When you spot the word "segment" in a line of the data below, copy that line.

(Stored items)
>>>>>

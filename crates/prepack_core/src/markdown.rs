//! Fixed-section Markdown view of a pack.
//!
//! Rendering works on raw JSON and never fails: absent or wrong-typed fields
//! render as empty text, and list entries that are not objects are skipped.

use serde_json::Value;

use crate::models::PrepackResult;

pub const TITLE: &str = "## PRE-PRODUCTION PACK — Vox Ecclesiae";
pub const HEADING_TITLE: &str = "### 1) Judul kerja episode";
pub const HEADING_HOOK: &str = "### 2) Opening Hook (30–60 detik)";
pub const HEADING_RUNDOWN: &str = "### 3) Rundown segmen";
pub const HEADING_QUESTIONS: &str = "### 4) Pertanyaan inti + follow-up";
pub const HEADING_MOMENTS: &str = "### 5) Moment Target";
pub const HEADING_CLOSING: &str = "### 6) Closing + CTA elegan";

/// Scalars as text; anything else as empty.
fn text(value: Option<&Value>) -> String {
    match value {
        Some(Value::String(s)) => s.clone(),
        Some(Value::Number(n)) => n.to_string(),
        Some(Value::Bool(true)) => "1".to_string(),
        _ => String::new(),
    }
}

/// Object entries of a list field; anything else as empty.
fn entries<'a>(pack: &'a Value, key: &str) -> impl Iterator<Item = &'a Value> {
    pack.get(key)
        .and_then(Value::as_array)
        .into_iter()
        .flatten()
        .filter(|entry| entry.is_object())
}

pub fn render(pack: &Value) -> String {
    let mut lines = vec![
        TITLE.to_string(),
        String::new(),
        HEADING_TITLE.to_string(),
        format!("- {}", text(pack.get("working_title"))),
        String::new(),
        HEADING_HOOK.to_string(),
        text(pack.get("opening_hook")),
        String::new(),
        HEADING_RUNDOWN.to_string(),
    ];

    lines.extend(entries(pack, "rundown").map(|segment| {
        format!(
            "- **{}** ({}m): {}",
            text(segment.get("segment")),
            text(segment.get("minutes")),
            text(segment.get("goal"))
        )
    }));

    lines.push(String::new());
    lines.push(HEADING_QUESTIONS.to_string());
    for (i, question) in entries(pack, "questions").enumerate() {
        lines.push(format!("{}. {}", i + 1, text(question.get("q"))));
        let followups = question
            .get("followups")
            .and_then(Value::as_array)
            .into_iter()
            .flatten();
        lines.extend(followups.map(|f| format!("   - follow-up: {}", text(Some(f)))));
    }

    lines.push(String::new());
    lines.push(HEADING_MOMENTS.to_string());
    lines.extend(entries(pack, "moment_targets").map(|moment| {
        format!(
            "- **{}** ({}): {}",
            text(moment.get("label")),
            text(moment.get("where")),
            text(moment.get("why"))
        )
    }));

    lines.push(String::new());
    lines.push(HEADING_CLOSING.to_string());
    lines.push(text(pack.get("closing_cta")));

    lines.join("\n")
}

pub fn render_result(pack: &PrepackResult) -> String {
    render(&serde_json::to_value(pack).unwrap_or_default())
}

<<<<<

▶ _RESULT FOR THIS EXERCISE_
    lines.extend(entries(pack, "rundown").map(|segment| {
            text(segment.get("segment")),
            text(segment.get("minutes")),
            text(segment.get("goal"))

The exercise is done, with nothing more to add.